::: Data provided

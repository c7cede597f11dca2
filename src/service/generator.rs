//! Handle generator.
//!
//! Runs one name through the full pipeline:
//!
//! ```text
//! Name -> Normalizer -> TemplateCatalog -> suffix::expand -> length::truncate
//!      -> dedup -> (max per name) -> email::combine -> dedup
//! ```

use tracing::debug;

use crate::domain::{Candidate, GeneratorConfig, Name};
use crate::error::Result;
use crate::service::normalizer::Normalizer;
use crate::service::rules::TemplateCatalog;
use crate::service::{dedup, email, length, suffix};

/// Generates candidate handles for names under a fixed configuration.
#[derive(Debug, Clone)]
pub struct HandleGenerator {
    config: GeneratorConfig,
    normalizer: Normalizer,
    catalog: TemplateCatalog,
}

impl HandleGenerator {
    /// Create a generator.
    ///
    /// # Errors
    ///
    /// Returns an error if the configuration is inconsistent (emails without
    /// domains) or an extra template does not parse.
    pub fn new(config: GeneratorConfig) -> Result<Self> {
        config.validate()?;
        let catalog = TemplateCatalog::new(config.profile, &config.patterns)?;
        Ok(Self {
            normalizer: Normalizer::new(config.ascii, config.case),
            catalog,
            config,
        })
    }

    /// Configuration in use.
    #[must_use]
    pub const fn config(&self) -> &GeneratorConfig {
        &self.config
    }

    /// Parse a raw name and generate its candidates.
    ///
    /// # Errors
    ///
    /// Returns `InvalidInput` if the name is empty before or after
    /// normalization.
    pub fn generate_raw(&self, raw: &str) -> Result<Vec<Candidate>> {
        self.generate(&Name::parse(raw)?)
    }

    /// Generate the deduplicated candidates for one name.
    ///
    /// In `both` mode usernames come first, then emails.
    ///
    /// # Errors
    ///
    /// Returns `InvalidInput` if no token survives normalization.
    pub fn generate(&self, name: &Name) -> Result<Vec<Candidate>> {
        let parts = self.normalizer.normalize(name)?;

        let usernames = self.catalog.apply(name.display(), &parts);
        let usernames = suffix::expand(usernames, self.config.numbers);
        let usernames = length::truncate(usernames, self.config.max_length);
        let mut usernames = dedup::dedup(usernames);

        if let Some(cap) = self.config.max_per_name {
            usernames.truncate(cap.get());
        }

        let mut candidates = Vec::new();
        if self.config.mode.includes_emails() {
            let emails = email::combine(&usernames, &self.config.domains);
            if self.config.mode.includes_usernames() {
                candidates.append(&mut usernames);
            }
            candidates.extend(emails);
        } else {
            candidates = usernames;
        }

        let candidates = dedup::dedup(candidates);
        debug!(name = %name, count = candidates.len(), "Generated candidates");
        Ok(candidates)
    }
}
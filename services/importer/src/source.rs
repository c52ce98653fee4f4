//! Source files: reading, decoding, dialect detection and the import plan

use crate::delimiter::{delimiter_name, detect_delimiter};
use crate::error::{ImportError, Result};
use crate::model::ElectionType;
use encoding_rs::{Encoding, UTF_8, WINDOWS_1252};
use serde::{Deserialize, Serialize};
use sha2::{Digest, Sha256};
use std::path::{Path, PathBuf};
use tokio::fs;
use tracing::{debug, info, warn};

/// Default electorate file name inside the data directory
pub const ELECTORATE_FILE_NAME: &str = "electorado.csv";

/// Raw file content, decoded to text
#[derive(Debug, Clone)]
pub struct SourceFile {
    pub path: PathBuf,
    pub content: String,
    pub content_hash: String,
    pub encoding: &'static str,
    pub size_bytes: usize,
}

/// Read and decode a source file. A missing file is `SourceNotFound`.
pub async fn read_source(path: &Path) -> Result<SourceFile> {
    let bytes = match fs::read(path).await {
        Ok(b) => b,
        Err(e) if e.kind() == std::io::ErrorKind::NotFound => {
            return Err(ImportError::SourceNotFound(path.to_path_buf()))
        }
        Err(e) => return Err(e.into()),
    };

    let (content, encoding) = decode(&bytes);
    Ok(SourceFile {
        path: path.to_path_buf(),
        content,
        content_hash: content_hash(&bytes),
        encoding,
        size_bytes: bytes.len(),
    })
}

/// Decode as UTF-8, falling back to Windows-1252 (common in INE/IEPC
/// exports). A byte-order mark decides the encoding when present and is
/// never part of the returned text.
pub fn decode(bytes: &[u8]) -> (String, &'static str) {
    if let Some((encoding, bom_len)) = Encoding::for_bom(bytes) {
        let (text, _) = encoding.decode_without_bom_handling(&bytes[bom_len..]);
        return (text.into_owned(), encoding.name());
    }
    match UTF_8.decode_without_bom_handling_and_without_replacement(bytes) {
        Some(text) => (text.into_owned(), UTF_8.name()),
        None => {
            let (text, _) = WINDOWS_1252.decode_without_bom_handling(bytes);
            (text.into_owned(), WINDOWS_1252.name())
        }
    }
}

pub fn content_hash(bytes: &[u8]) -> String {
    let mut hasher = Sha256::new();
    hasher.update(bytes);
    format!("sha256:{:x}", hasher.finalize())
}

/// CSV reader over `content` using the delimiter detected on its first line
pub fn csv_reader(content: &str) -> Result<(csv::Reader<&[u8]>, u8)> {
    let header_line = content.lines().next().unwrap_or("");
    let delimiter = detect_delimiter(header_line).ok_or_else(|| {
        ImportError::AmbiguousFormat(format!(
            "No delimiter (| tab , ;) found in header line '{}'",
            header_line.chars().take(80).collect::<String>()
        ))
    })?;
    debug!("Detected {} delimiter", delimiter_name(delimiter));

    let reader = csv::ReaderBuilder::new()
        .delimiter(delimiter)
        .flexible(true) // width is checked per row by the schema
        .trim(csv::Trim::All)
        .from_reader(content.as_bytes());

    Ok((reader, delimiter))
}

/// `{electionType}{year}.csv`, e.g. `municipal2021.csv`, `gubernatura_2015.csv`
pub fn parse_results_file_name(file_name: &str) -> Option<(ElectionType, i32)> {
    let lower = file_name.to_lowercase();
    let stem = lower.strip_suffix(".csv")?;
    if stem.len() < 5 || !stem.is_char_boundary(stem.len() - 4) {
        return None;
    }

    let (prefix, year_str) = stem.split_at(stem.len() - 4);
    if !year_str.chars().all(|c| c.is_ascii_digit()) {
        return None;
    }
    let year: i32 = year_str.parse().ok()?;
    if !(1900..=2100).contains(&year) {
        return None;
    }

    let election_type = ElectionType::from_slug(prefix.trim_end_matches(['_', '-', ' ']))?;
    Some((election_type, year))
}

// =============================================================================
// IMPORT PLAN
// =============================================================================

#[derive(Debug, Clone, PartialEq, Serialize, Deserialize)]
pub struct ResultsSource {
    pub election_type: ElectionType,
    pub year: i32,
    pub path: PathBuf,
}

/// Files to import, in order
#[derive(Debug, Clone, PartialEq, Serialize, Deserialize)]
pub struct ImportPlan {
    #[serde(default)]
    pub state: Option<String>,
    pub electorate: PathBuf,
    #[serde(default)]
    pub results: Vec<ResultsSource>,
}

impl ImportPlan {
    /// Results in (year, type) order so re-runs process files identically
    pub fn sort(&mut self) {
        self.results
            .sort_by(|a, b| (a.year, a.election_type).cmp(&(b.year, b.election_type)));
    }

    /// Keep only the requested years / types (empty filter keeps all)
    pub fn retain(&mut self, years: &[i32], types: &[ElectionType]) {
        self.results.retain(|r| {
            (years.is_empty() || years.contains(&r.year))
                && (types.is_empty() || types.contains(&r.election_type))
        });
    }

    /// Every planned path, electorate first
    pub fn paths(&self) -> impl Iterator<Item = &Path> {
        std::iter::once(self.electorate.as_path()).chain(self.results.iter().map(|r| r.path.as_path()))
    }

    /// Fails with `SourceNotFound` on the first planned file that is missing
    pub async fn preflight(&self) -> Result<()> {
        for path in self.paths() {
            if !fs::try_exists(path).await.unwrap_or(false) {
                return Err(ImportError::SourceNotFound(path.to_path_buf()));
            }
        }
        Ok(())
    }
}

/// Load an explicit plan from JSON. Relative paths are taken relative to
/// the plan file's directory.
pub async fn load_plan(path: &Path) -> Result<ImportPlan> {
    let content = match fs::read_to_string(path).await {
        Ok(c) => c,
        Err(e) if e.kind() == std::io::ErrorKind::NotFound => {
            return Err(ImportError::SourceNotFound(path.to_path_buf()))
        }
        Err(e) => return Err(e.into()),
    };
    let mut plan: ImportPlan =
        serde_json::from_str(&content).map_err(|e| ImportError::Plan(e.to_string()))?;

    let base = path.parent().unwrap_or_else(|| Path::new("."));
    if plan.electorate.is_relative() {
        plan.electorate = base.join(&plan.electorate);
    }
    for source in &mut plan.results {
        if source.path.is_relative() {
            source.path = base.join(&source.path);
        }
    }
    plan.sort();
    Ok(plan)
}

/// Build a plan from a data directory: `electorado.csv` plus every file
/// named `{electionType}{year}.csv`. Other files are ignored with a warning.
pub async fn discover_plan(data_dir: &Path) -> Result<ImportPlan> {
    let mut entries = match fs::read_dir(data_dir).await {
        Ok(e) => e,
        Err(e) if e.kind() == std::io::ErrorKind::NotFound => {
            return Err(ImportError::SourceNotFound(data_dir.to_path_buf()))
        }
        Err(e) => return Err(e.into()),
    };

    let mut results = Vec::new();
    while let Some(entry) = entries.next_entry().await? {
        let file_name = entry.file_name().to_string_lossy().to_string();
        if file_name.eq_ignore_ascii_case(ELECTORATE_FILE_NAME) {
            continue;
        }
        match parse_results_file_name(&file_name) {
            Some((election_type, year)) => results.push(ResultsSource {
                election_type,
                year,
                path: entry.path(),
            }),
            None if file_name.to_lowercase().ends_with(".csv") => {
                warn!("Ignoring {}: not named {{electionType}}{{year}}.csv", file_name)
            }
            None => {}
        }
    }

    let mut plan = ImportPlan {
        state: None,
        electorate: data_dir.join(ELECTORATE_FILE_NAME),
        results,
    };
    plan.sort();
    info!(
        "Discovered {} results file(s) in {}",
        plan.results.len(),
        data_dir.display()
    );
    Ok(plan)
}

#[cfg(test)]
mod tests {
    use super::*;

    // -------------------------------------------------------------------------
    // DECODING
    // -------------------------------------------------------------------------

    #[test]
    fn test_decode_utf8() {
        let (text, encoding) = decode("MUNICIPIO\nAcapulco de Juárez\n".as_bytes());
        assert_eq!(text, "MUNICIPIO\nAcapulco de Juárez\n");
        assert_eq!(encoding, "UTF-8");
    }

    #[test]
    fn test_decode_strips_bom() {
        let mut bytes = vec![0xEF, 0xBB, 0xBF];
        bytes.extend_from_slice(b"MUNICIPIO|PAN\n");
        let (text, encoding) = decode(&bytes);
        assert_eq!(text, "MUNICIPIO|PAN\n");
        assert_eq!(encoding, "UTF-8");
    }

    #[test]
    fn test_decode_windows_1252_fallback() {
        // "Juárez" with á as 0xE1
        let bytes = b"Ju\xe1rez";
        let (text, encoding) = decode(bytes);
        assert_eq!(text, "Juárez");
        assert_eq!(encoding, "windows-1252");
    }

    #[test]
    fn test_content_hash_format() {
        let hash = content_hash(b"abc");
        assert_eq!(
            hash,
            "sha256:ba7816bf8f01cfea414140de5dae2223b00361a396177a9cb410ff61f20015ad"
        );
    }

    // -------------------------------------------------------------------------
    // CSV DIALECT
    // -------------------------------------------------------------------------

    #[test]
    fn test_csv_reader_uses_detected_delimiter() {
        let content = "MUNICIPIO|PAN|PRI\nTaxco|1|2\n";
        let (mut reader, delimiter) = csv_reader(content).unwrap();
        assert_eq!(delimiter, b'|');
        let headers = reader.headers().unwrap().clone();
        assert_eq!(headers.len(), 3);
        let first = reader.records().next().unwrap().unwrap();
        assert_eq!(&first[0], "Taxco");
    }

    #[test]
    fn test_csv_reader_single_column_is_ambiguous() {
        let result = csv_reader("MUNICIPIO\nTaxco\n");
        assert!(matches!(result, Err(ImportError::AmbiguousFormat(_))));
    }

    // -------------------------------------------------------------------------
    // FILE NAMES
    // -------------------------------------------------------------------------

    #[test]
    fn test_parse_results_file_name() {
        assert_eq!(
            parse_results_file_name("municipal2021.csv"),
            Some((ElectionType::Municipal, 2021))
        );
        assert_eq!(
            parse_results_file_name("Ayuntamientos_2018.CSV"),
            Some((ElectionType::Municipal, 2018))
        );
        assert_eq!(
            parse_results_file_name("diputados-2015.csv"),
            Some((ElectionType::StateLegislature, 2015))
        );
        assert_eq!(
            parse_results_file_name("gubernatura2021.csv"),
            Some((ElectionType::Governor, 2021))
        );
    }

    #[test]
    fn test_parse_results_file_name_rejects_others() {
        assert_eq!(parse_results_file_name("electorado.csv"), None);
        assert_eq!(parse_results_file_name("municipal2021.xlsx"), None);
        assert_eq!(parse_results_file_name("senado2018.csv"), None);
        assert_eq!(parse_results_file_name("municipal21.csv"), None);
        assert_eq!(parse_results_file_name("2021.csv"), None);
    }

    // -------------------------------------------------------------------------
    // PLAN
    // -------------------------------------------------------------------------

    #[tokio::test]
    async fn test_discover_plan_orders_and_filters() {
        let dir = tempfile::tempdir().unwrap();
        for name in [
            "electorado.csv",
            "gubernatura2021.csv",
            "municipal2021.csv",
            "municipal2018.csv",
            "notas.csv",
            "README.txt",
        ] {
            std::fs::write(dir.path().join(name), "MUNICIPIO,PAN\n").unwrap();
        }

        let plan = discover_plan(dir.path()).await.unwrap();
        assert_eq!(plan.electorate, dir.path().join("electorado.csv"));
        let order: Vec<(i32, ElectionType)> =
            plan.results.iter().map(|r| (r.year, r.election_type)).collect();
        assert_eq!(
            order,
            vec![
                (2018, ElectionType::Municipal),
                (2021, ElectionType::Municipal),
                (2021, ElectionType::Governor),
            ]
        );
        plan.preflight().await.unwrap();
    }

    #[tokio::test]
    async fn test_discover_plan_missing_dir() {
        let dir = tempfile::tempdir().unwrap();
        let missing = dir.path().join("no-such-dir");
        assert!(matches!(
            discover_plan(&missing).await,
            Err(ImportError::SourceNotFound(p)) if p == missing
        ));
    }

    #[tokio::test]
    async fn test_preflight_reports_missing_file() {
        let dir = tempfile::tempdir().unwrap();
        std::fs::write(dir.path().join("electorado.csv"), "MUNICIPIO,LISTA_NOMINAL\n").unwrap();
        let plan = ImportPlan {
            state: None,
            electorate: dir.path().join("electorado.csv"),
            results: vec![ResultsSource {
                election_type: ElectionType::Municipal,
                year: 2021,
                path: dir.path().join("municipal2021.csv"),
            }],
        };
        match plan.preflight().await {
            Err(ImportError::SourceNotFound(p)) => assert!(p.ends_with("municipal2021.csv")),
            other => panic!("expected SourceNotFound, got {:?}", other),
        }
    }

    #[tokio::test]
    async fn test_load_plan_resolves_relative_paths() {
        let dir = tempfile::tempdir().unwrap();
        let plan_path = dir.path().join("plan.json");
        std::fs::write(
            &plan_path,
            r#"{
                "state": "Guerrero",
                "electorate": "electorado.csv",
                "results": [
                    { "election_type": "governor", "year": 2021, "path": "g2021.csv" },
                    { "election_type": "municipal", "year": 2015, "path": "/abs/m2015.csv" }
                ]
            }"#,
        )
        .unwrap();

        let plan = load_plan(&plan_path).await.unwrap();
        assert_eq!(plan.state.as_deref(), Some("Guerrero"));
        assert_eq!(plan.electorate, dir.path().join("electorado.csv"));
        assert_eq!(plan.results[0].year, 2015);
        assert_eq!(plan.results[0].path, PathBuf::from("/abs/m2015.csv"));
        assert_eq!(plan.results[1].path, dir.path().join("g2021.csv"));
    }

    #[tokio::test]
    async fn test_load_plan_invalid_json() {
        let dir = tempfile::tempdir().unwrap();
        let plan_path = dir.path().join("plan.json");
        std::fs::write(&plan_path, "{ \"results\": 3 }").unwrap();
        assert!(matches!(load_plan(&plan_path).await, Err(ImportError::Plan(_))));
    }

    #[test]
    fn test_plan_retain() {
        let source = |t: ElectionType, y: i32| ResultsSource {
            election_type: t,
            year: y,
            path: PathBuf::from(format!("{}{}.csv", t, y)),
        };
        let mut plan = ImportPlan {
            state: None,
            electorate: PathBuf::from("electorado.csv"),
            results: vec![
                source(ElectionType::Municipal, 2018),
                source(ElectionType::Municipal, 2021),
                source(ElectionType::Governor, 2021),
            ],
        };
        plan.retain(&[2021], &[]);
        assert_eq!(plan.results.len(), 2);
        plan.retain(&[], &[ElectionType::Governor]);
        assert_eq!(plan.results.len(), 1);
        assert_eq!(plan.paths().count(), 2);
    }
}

::::::

What the task requires —
From the records above, return each line that includes "domains".

Completed exercise —
    /// domains) or an extra template does not parse.
            let emails = email::combine(&usernames, &self.config.domains);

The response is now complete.